Novel strategies to sustainable water treatment utilizing strain-engineered AC/Cu composites through ball milling for enhanced photocatalytic applications

Ensuring the sustainability and availability of clean water is a priority, especially in the case of textile pollution, such as that caused by methylene blue (MB). MB is a difficult-to-decompose dye that can cause severe environmental problems and health problems such as cancer and skin diseases. As a solution, we used different ball milling times (0.5, 1, 2, 4, 8, 16, 20, 28, 32, and 48 h) to produce non-uniform Cu strains, and then composited them with activated carbon (AC) through a mechanical mixing strategy.

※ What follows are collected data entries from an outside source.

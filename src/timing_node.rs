//! Timing tree nodes (Sprint 1 - request timing tree)
//!
//! A [`TimingNode`] is one measured unit of work inside a profiled request.
//! Nodes form a strict tree: every node except the root has exactly one
//! parent, children are kept in completion order, and each node may carry
//! fine-grained [`SubEvent`]s (queries, backend calls).
//!
//! # Accounting
//!
//! ```text
//! duration_without_children = duration - sum(child.duration)
//! depth                     = parent.depth + 1     (root = 0)
//! ```
//!
//! Scopes are strictly nested, so a child always finishes inside its
//! parent's measured window and the subtraction never goes negative.
//!
//! # Ownership
//!
//! A node is mutated only by the instrumentation context that opened it.
//! Once its duration is recorded and it is attached to its parent it is
//! never touched again.

use std::collections::HashSet;
use std::fmt;
use std::time::Duration;

use serde::{Deserialize, Serialize};
use tracing::warn;

/// Identifier of a timing node, unique within one profile.
#[derive(Debug, Clone, Copy, PartialEq, Eq, Hash, PartialOrd, Ord, Serialize, Deserialize)]
#[serde(transparent)]
pub struct NodeId(pub u32);

impl fmt::Display for NodeId {
    fn fmt(&self, f: &mut fmt::Formatter<'_>) -> fmt::Result {
        write!(f, "{}", self.0)
    }
}

/// A fine-grained timed operation recorded inside a timing node
#[derive(Debug, Clone, PartialEq)]
pub struct SubEvent {
    /// What was executed (e.g. the SQL text)
    pub description: String,
    /// How long it took
    pub duration: Duration,
    /// Offset from profile start
    pub start_offset: Duration,
    /// Node that was current when the event was recorded
    pub parent_id: NodeId,
    /// True if an identical description/duration pair was already seen in this profile
    pub is_duplicate: bool,
}

/// Profile-wide record of sub-events seen so far, used to flag repeated work.
///
/// Two events are duplicates when both description and duration match,
/// regardless of which node they were recorded under.
#[derive(Debug, Default, Clone)]
pub struct SubEventLedger {
    seen: HashSet<(String, Duration)>,
}

impl SubEventLedger {
    pub fn new() -> Self {
        Self::default()
    }

    /// Register an event; returns `true` if the same pair was registered before.
    pub fn check(&mut self, description: &str, duration: Duration) -> bool {
        !self.seen.insert((description.to_string(), duration))
    }

    pub fn len(&self) -> usize {
        self.seen.len()
    }

    pub fn is_empty(&self) -> bool {
        self.seen.is_empty()
    }
}

/// One timed unit of work
#[derive(Debug, Clone, PartialEq)]
pub struct TimingNode {
    id: NodeId,
    name: String,
    start_offset: Duration,
    duration: Option<Duration>,
    duration_without_children: Duration,
    depth: u32,
    parent_id: Option<NodeId>,
    children: Vec<TimingNode>,
    children_duration: Duration,
    sub_events: Vec<SubEvent>,
    sub_event_duration: Duration,
    has_duplicate_sub_events: bool,
}

impl TimingNode {
    /// Open a new node.
    ///
    /// `parent` is the node that is current when the work begins; the new
    /// node's depth is derived from it. The parent link itself is only set
    /// by [`TimingNode::attach_child`] once the node has completed.
    pub fn begin(
        id: NodeId,
        name: impl Into<String>,
        parent: Option<&TimingNode>,
        start_offset: Duration,
    ) -> Self {
        Self {
            id,
            name: name.into(),
            start_offset,
            duration: None,
            duration_without_children: Duration::ZERO,
            depth: parent.map_or(0, |p| p.depth + 1),
            parent_id: None,
            children: Vec::new(),
            children_duration: Duration::ZERO,
            sub_events: Vec::new(),
            sub_event_duration: Duration::ZERO,
            has_duplicate_sub_events: false,
        }
    }

    /// Record the elapsed time of this node.
    ///
    /// All children must already be attached.
    ///
    /// # Panics
    ///
    /// Panics if a duration was already recorded for this node.
    pub fn record_duration(&mut self, elapsed: Duration) {
        assert!(
            self.duration.is_none(),
            "duration recorded twice for timing node {} ({})",
            self.id,
            self.name
        );

        if self.children_duration > elapsed {
            warn!(
                node = %self.id,
                name = %self.name,
                elapsed_us = elapsed.as_micros() as u64,
                children_us = self.children_duration.as_micros() as u64,
                "children outlasted their parent; scopes overlapped"
            );
        }

        self.duration = Some(elapsed);
        self.duration_without_children = elapsed.saturating_sub(self.children_duration);
    }

    /// Attach a completed child.
    ///
    /// Must be called exactly once per child, in the order children complete.
    ///
    /// # Panics
    ///
    /// Panics if this node has already recorded its duration, if the child
    /// already has a parent, was opened under a different depth, or has not
    /// recorded its duration.
    pub fn attach_child(&mut self, mut child: TimingNode) {
        assert!(
            self.duration.is_none(),
            "timing node {} ({}) gained a child after recording its duration",
            self.id,
            self.name
        );
        assert!(
            child.parent_id.is_none(),
            "timing node {} is already attached to {:?}",
            child.id,
            child.parent_id
        );
        let child_duration = child
            .duration
            .unwrap_or_else(|| panic!("timing node {} attached before recording its duration", child.id));
        assert_eq!(
            child.depth,
            self.depth + 1,
            "timing node {} was opened at depth {} but attached under depth {}",
            child.id,
            child.depth,
            self.depth
        );

        child.parent_id = Some(self.id);
        self.children_duration += child_duration;
        self.children.push(child);
    }

    /// Append a sub-event measured while this node was current.
    ///
    /// The duplicate flag is decided by the profile-wide `ledger`.
    pub fn add_sub_event(
        &mut self,
        description: impl Into<String>,
        elapsed: Duration,
        start_offset: Duration,
        ledger: &mut SubEventLedger,
    ) -> &SubEvent {
        let description = description.into();
        let is_duplicate = ledger.check(&description, elapsed);

        self.sub_event_duration += elapsed;
        self.has_duplicate_sub_events |= is_duplicate;
        self.sub_events.push(SubEvent {
            description,
            duration: elapsed,
            start_offset,
            parent_id: self.id,
            is_duplicate,
        });
        // just pushed
        &self.sub_events[self.sub_events.len() - 1]
    }

    pub fn id(&self) -> NodeId {
        self.id
    }

    pub fn name(&self) -> &str {
        &self.name
    }

    pub fn start_offset(&self) -> Duration {
        self.start_offset
    }

    /// Recorded duration, or zero while the node is still open
    pub fn duration(&self) -> Duration {
        self.duration.unwrap_or_default()
    }

    pub fn is_recorded(&self) -> bool {
        self.duration.is_some()
    }

    pub fn duration_without_children(&self) -> Duration {
        self.duration_without_children
    }

    pub fn depth(&self) -> u32 {
        self.depth
    }

    pub fn parent_id(&self) -> Option<NodeId> {
        self.parent_id
    }

    pub fn is_root(&self) -> bool {
        self.depth == 0 && self.parent_id.is_none()
    }

    pub fn children(&self) -> &[TimingNode] {
        &self.children
    }

    pub fn has_children(&self) -> bool {
        !self.children.is_empty()
    }

    pub fn sub_events(&self) -> &[SubEvent] {
        &self.sub_events
    }

    pub fn has_sub_events(&self) -> bool {
        !self.sub_events.is_empty()
    }

    pub fn has_duplicate_sub_events(&self) -> bool {
        self.has_duplicate_sub_events
    }

    /// Sum of this node's own sub-event durations (children excluded)
    pub fn sub_event_duration(&self) -> Duration {
        self.sub_event_duration
    }

    /// A node is trivial when its total duration does not exceed `threshold`
    pub fn is_trivial(&self, threshold: Duration) -> bool {
        self.duration() <= threshold
    }

    /// Depth-first, pre-order walk over this node and all descendants
    pub fn walk(&self) -> Walk<'_> {
        Walk { stack: vec![self] }
    }
}

/// Pre-order iterator returned by [`TimingNode::walk`]
pub struct Walk<'a> {
    stack: Vec<&'a TimingNode>,
}

impl<'a> Iterator for Walk<'a> {
    type Item = &'a TimingNode;

    fn next(&mut self) -> Option<Self::Item> {
        let node = self.stack.pop()?;
        // reversed so the first child is visited first
        self.stack.extend(node.children.iter().rev());
        Some(node)
    }
}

Material characterization using XRD, FTIR, SEM, BET, and UV–Vis, which showed changes in d-spacing, C-H vibration shifts, increased \({\varepsilon }_{2}\), surface pit-shaped traps, and consistent \({p}_{d}\) have a Linear relationship with improving photocatalytic performance. Kinetic analysis follows a pseudo-first-order model with a kinetic rate constant of 0.957 min⁻¹. The AC/Cu composite (4 h) achieved 90.35% MB degradation within 15-min after irradiation using 1 g of catalyst, demonstrating significant performance enhancement. This study highlights a scalable and straightforward strategy to engineer metal–carbon composites with tunable properties for effective wastewater treatment.